Their diminutive stature notwithstanding, try as you might, you can’t ignore these elves. You can’t for example, shift course and use the other store entrance because they’ve got them both covered. Plus, they’ve got you both coming and going and, while elves are idiots, they have good memories (this is in part due to the fact that they are not the aforesaid drunken leprechauns). They’ll remember that you said you’d contribute on your way out. They’ll remember your coat, your hair, your Birkenstocks complete with socks.

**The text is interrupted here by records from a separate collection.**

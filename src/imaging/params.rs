//! Parameter types for image operations.
//!
//! These structs describe *what* to produce, not *how*. The
//! [`operations`](super::operations) module builds them from config and the
//! [`backend`](super::backend) does the pixel work, so tests can swap in a mock.

use std::path::PathBuf;

/// Quality setting for lossy image encoding (1-100).
#[derive(Debug, Clone, Copy, PartialEq, Eq)]
pub struct Quality(pub u32);

impl Quality {
    pub fn new(value: u32) -> Self {
        Self(value.clamp(1, 100))
    }

    pub fn value(self) -> u32 {
        self.0
    }
}

impl Default for Quality {
    fn default() -> Self {
        Self(80)
    }
}

/// One output file of a resize plan.
#[derive(Debug, Clone, PartialEq, Eq)]
pub struct VariantParams {
    pub output: PathBuf,
    pub width: u32,
    pub height: u32,
}

/// Every variant of one source image. The source is decoded once, so a
/// variant may safely overwrite the source path itself.
#[derive(Debug, Clone, PartialEq, Eq)]
pub struct ResizePlan {
    pub source: PathBuf,
    pub variants: Vec<VariantParams>,
    pub quality: Quality,
}
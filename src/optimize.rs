//! `optimize` stage: production image pass over the output directory.
//!
//! Runs last in `build`, after every asset and the site itself are in place.
//!
//! ```text
//! 1. Raster    dist/img/**/*.{jpg,png}   →  photo.jpg (1170), photo@2x.jpg (2340), photo@3x.jpg (3510)
//!              (dist/img/favicon/** skipped, never enlarged,
//!               images whose variants are newer than them skipped)
//! 2. Vector    dist/img/**/*.svg         →  svg optimizer, in place
//!              dist/img/**/*.gif         →  gif optimizer, in place
//! 3. Srcset    dist/**/*.html            →  srcset on local <img> tags
//!              (dist/docs/** skipped)
//! ```
//!
//! Images in the raster and vector passes are processed in parallel using
//! [rayon](https://docs.rs/rayon).
//!
//! Raster output is baseline JPEG and non-interlaced PNG: the `image` encoders
//! write neither progressive JPEG nor Adam7 PNG.

use crate::assets::{CopyError, collect_files, compile_patterns};
use crate::config::{Layout, OptimizeConfig};
use crate::imaging::{
    BackendError, ImageBackend, Quality, RASTER_EXTENSIONS, ResponsiveConfig, RustBackend,
    create_variants, is_variant_file, variants_up_to_date,
};
use crate::reload::Notifier;
use crate::srcset::add_srcset;
use crate::subprocess::{ToolCommand, ToolError};
use rayon::prelude::*;
use std::borrow::Cow;
use std::fs;
use std::path::{Path, PathBuf};
use thiserror::Error;
use tracing::{debug, info};

#[derive(Error, Debug)]
pub enum OptimizeError {
    #[error("IO error: {0}")]
    Io(#[from] std::io::Error),
    #[error(transparent)]
    Files(#[from] CopyError),
    #[error("Invalid pattern: {0}")]
    Pattern(#[from] glob::PatternError),
    #[error("Image processing failed for {path}: {source}")]
    Imaging {
        path: PathBuf,
        #[source]
        source: BackendError,
    },
    #[error("Optimizer failed for {path}: {source}")]
    Tool {
        path: PathBuf,
        #[source]
        source: ToolError,
    },
}

/// Counts of what each pass touched.
#[derive(Debug, Clone, Copy, Default, PartialEq, Eq)]
pub struct OptimizeSummary {
    /// Source images resized.
    pub raster: usize,
    /// Files written by the raster pass, originals included.
    pub variants: usize,
    /// SVG and GIF files passed to external optimizers.
    pub vector: usize,
    /// HTML pages rewritten with `srcset`.
    pub pages: usize,
}

impl OptimizeSummary {
    pub fn files_written(&self) -> usize {
        self.variants + self.vector + self.pages
    }
}

fn has_extension(path: &Path, extensions: &[&str]) -> bool {
    path.extension()
        .and_then(|e| e.to_str())
        .is_some_and(|e| extensions.iter().any(|x| e.eq_ignore_ascii_case(x)))
}

/// Run all three passes with the production image backend.
pub fn optimize(
    layout: &Layout,
    config: &OptimizeConfig,
    notifier: &impl Notifier,
) -> Result<OptimizeSummary, OptimizeError> {
    optimize_with_backend(&RustBackend::new(), layout, config, notifier)
}

/// Run all three passes using a specific image backend (allows testing with mock).
pub fn optimize_with_backend(
    backend: &impl ImageBackend,
    layout: &Layout,
    config: &OptimizeConfig,
    notifier: &impl Notifier,
) -> Result<OptimizeSummary, OptimizeError> {
    let img_dir = layout.output_dir("img");

    let (raster, variants) = resize_rasters(backend, &img_dir, config)?;
    let mut vector = run_optimizer(&img_dir, &["svg"], &config.svg_command, &layout.root)?;
    vector += run_optimizer(&img_dir, &["gif"], &config.gif_command, &layout.root)?;
    let pages = rewrite_pages(&layout.output, config)?;

    let summary = OptimizeSummary {
        raster,
        variants,
        vector,
        pages,
    };
    info!(?summary, "optimized output");
    if summary.files_written() > 0 {
        notifier.reload();
    }
    Ok(summary)
}

/// Raster pass. Returns `(sources, files written)`.
fn resize_rasters(
    backend: &impl ImageBackend,
    img_dir: &Path,
    config: &OptimizeConfig,
) -> Result<(usize, usize), OptimizeError> {
    let exclude = compile_patterns(&config.exclude)?;
    let sources: Vec<PathBuf> = collect_files(img_dir, true, &exclude)?
        .into_iter()
        .filter(|p| has_extension(p, RASTER_EXTENSIONS))
        .filter(|p| !is_variant_file(p, &config.variants))
        .filter(|p| {
            let fresh = variants_up_to_date(p, &config.variants);
            if fresh {
                debug!(source = %p.display(), "variants up to date");
            }
            !fresh
        })
        .collect();

    let responsive = ResponsiveConfig {
        rules: config.variants.clone(),
        quality: Quality::new(config.quality),
        without_enlargement: config.without_enlargement,
    };

    let written: Vec<usize> = sources
        .par_iter()
        .map(|source| {
            debug!(source = %source.display(), "resizing");
            create_variants(backend, source, &responsive)
                .map(|outputs| outputs.len())
                .map_err(|source_err| OptimizeError::Imaging {
                    path: source.clone(),
                    source: source_err,
                })
        })
        .collect::<Result<_, _>>()?;

    Ok((sources.len(), written.iter().sum()))
}

/// Vector/GIF pass: run `command <file>` for every file with a matching extension.
fn run_optimizer(
    img_dir: &Path,
    extensions: &[&str],
    command: &[String],
    cwd: &Path,
) -> Result<usize, OptimizeError> {
    if command.is_empty() {
        return Ok(0);
    }
    let files: Vec<PathBuf> = collect_files(img_dir, true, &[])?
        .into_iter()
        .filter(|p| has_extension(p, extensions))
        .collect();
    if files.is_empty() {
        return Ok(0);
    }

    let tool = ToolCommand::from_argv(command).map_err(|source| OptimizeError::Tool {
        path: img_dir.to_path_buf(),
        source,
    })?;
    files.par_iter().try_for_each(|file| {
        tool.run(cwd, std::slice::from_ref(file), &[])
            .map_err(|source| OptimizeError::Tool {
                path: file.clone(),
                source,
            })
    })?;
    Ok(files.len())
}

/// Srcset pass. Returns the number of pages rewritten.
fn rewrite_pages(output: &Path, config: &OptimizeConfig) -> Result<usize, OptimizeError> {
    let exclude = compile_patterns(&config.srcset_exclude)?;
    let pages: Vec<PathBuf> = collect_files(output, true, &exclude)?
        .into_iter()
        .filter(|p| has_extension(p, &["html"]))
        .collect();

    let mut rewritten = 0;
    for page in pages {
        let html = fs::read_to_string(&page)?;
        if let Cow::Owned(updated) = add_srcset(&html, &config.variants) {
            fs::write(&page, updated)?;
            rewritten += 1;
        }
    }
    Ok(rewritten)
}
//! Image processing for the optimize stage.
//!
//! | Operation | Crate / function |
//! |---|---|
//! | **Identify** | `image::image_dimensions` |
//! | **Resize → JPEG/PNG** | Lanczos3 + `image` encoders |
//!
//! The module is split into:
//! - **Calculations**: Pure functions for dimension math (unit testable)
//! - **Parameters**: Data structures describing image operations
//! - **Backend**: [`ImageBackend`] trait + [`RustBackend`]
//! - **Operations**: High-level functions combining calculations + backend

pub mod backend;
mod calculations;
pub mod operations;
mod params;
pub mod rust_backend;

pub use backend::{BackendError, Dimensions, ImageBackend};
pub use calculations::calculate_variant_dimensions;
pub use operations::{
    ResponsiveConfig, create_variants, is_variant_file, variant_path, variants_up_to_date,
};
pub use params::{Quality, ResizePlan, VariantParams};
pub use rust_backend::{RASTER_EXTENSIONS, RustBackend};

Now, becoming an elf does not take a lot of brains (see “idiot” above.) When asked, all you have to do is say yes, as I did for Vashon Youth & Family Services this year. If you have a soft heart and even softer brain, “yes” comes easily. Thus it was that I became an elf. I confess, though, that I have some disadvantages as an elf. First off, I am 6 feet 5 inches tall and thus do not fit the usual elf image. A kid came up to me and actually said, “You’re not an elf; you’re too big.” It was everything I could do to keep from giving him a swift kick, but that would be un-elflike. Second, I am a wise-guy former New Yorker which, if you think about it, is not your most ideal set of credentials. But when times are tough, elf recruiters will take any idiot who says yes.
I’ve watched elves. They smile a lot, are polite and ring those dreadful bells which, let’s face it: You’ll pay almost anything to stop. Maybe being nice is a good technique, but I wasn’t buying it. Nope.
To me, being an elf is like being given a stage for stand-up comedy, New York style. You gotta get shoppers’ attention, you gotta stop them in their tracks and give them no choice but to contribute to the cause. I start out with my most gentle New Yorker approach: I say, “Don’t even think about walking in that door without making a donation. You got kids maybe? You still like them? You think Santa isn’t watching you this very moment?” But then there are the hard cases, and you just gotta make their perilous situation very clear to them: “You think you’re gettin’ in here without a donation?! Fugeddaboudit, pal! Wise up! Don’t make me bring in Big Guido with his baseball bat. You like those knees of yours? How much, eh? How much are they worth to you? Hey, Guido!”
I have found this technique very effective, if only because shoppers know the next step with an elf from New York is a mugging, which is so unseemly right there outside the Thriftway. Kinda embarrassing. The elf, who is doing “good works,” is safe. You on the other hand, are not, unless you donate. See? The solution is so simple…
Okay, so this is a humor column, but let me tell you, it ain’t easy standing out in the cold, ringing annoying bells, eyes watering from the wind, wishing you had a flask of bourbon and begging for worthy causes. Thankfully, there are lots of islanders willing to elf and lots of other islanders generous with their contributions.
It is great to be an elf. And an islander. Happy holidays.
— Will North is an island novelist and occasional Beachcomber columnist.